Thoracoscopy is the standard diagnostic procedure for investigating exudative pleural effusions and leads to a conclusive diagnosis for 95% of patients when carried out under local anaesthesia [1]. Thoracoscopy can also be employed for staging primary thoracic malignancies, i.e. malignant pleural mesotheliomas or primary malignant pulmonary tumours with possible pleural dissemination. Despite the high diagnostic yield of thoracoscopy under local anaesthesia, some patients still remain without a conclusive diagnosis or have to undergo a surgical procedure under general anaesthesia. Apart from the conventional white light, other imaging procedures that are said to yield more information, especially at to the presence of a pleural tumour, have already been investigated, but the evidence has remained limited [24].

Narrow band imaging (NBI) is a new, alternative light-wavelength capture system that takes advantage of altered blood vessel morphology. Wavelengths of light in the visible spectrum are filtered from the illumination source, with the exception of narrow bands in the blue and green spectrum centered at 415 nm and 540 nm, coinciding with the peak absorption spectrum of oxyhemoglobin, making blood vessels more pronounced when viewed in NBI mode [5]. We present the first ever results with NBI in a series of patients with pleural processes.

Methods

Medical thoracoscopy was performed under local anaesthesia and conscious sedation, using a prototype OLYMPUS XLTF-160 pleuravideoscope in single hole technique [6]. Following removal of the pleural fluid, the pleural cavity was inspected at first under white light and then under NBI as described elsewhere for bronchoscopy [5, 7]. Afterwards, biopsies were taken from macroscopically altered sites. We used the OLYMPUS EVIS EXERA II video system (CV-180 videoprocessor and CLV-180 light source) manufactured by Olympus Medical Systems Corp., Japan. The findings were analysed retrospectively.

Results

The results are summarised in Table 1. A total of 15 women (median age 66 years) and 11 men (median age 64 years) with pleural effusions were examined. Biopsies of the parietal pleura or diaphragm were taken for all but one of these patients. Only in patient #26 NBI showed more vessels than white light (fig. 1 and 2). In all other patients, there was either no difference, or blood vessels merely appeared more prominent (example in fig. 3 and 4).

Figure 1
figure 1

Pleural cavity of patient #26 (lung cancer (adenocarcinoma), chronic inflammatory changes), white light.

Figure 2
figure 2

Pleural cavity of patient #26, NBI.

Figure 3
figure 3

Pleural cavity of patient #2 (small cell lung cancer, large polyps), white light.

Figure 4
figure 4

Pleural cavity of patient #2, NBI.

Table 1 Results of thoracoscopy in all patients (n = 26)

Discussion

Our first examinations of the pleural cavity with NBI have indicated that in cases with diffuse spread of malignant tumour no substantial improvement in diagnoses is to be expected. Whereas the blood vessels in the region of the tumour tissue that was already identifiable macroscopically were more clearly depicted, the number of changes rendered visible was no greater than with white light. This was also true for mesothelioma patients. In the two cases of non-specific pleuritis, in which the pleura did not appear to be essentially thickened, the visualisation of the blood vessels was similar under both white light and NBI.
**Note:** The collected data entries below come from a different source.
//! Recovery of session archives that cannot be read when the store opens.

use sessync_engine::{
    now_millis, LocalSessionStore, MemoryRemote, OpenSessionRegistry, RemoteSessionMeta,
    SessionInfo, SessionSynchronizer, SyncConfig,
};
use sessync_store::archive::{self, HISTORY_ENTRY, MANIFEST_ENTRY};
use sessync_store::{FsSessionStore, JournalHistory, StoreConfig};
use std::fs;
use std::sync::Arc;
use tempfile::TempDir;
use uuid::Uuid;

const PROJECT: &str = "shared";

fn remote_archive(id: Uuid, name: &str, modified: i64) -> Vec<u8> {
    let manifest = serde_json::to_vec(&SessionInfo::new(id, name, modified, modified)).unwrap();
    archive::build_archive(&[
        (MANIFEST_ENTRY, manifest.as_slice()),
        (HISTORY_ENTRY, b"[]".as_slice()),
    ])
    .unwrap()
}

#[test]
fn corrupt_local_archive_survives_a_later_sync() {
    let dir = TempDir::new().unwrap();
    let id = Uuid::new_v4();
    let junk = b"half written archive".to_vec();
    fs::write(dir.path().join(format!("{id}.zip")), &junk).unwrap();

    let modified = now_millis();
    let remote = Arc::new(MemoryRemote::new());
    remote.insert(
        RemoteSessionMeta::new(id, "Remote copy", PROJECT, modified),
        remote_archive(id, "Remote copy", modified),
    );

    let store = Arc::new(FsSessionStore::open(&StoreConfig::new(dir.path())).unwrap());
    assert_eq!(store.quarantined_at_open().sessions, vec![id]);

    let synchronizer = SessionSynchronizer::new(
        Arc::clone(&remote),
        Arc::clone(&store),
        Arc::new(JournalHistory::new()),
        Arc::new(OpenSessionRegistry::new()),
        SyncConfig::new(PROJECT),
    );
    let report = synchronizer.synchronize().unwrap();

    assert_eq!(report.failed(), 0);
    assert!(remote.calls().downloaded.is_empty());
    assert!(!store.archive_path(id).exists());
    assert!(store.get(id).is_none());
    assert_eq!(
        fs::read(dir.path().join("unreadable").join(format!("{id}.zip"))).unwrap(),
        junk
    );
}

#[test]
fn quarantined_session_stays_put_across_reopen() {
    let dir = TempDir::new().unwrap();
    let id = Uuid::new_v4();
    fs::write(dir.path().join(format!("{id}.zip")), b"garbage").unwrap();

    let first = FsSessionStore::open(&StoreConfig::new(dir.path())).unwrap();
    assert_eq!(first.quarantined_at_open().len(), 1);
    drop(first);

    let second = FsSessionStore::open(&StoreConfig::new(dir.path())).unwrap();
    assert!(second.quarantined_at_open().is_empty());
    assert!(second.unreadable_sessions().unwrap().contains(&id));
}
As was to be expected, NBI also failed to demonstrate any blood vessels in the deeper layers of pleural plaques typical of asbestos-related disease. However, a different situation was found in a single patient with pleura showing chronic inflammatory changes, besides tumour polyps. In this case distinctly more deeper blood vessels were identifiable than under white light. To what extent this observation is indicative of an actual diagnostic advantage cannot, however, be ascertained on the basis of this initial series.

Other groups having used different procedures such as fluorescence techniques reported to have found more exact indications of spreading of malignant pleural mesotheliomas [3, 4]. However, the numbers of patients participating in these studies were so small that it has not as yet been possible to produce reliable evidence. It is possible that the same applies to NBI, in so far as in some cases mesotheliomas are associated with the development of a considerable amount of fibrotic tissue [8] and may thus not be identifiable histologically in biopsies taken under medical thoracoscopy. In such cases imaging of vascular structures in deeper layers of a thickened pleura could give some indication of from where the biopsy should best be taken. However, until considerably larger numbers of patients have been examined with NBI this remains speculation.

A second interesting question that could be investigated in future clinical studies with NBI in pleural processes is whether NBI were to be used intra-operatively to inspect the pleura before planned resection of lung cancer [9]. This would facilitate detection of any previously unobserved pleural dissemination at other locations. It is already common in surgery for small effusions associated with primary pulmonary malignomas to begin the operation under thoracoscopy and only to perform thoracotomy and continue with the resection if there are no signs of pleural dissemination. If possible, studies of this kind should not – as is so often done with innovative techniques – be carried out at only a single centre, but be performed as prospective, multicentre studies. It would thus be possible to arrive at a more objective assessment of such innovative techniques.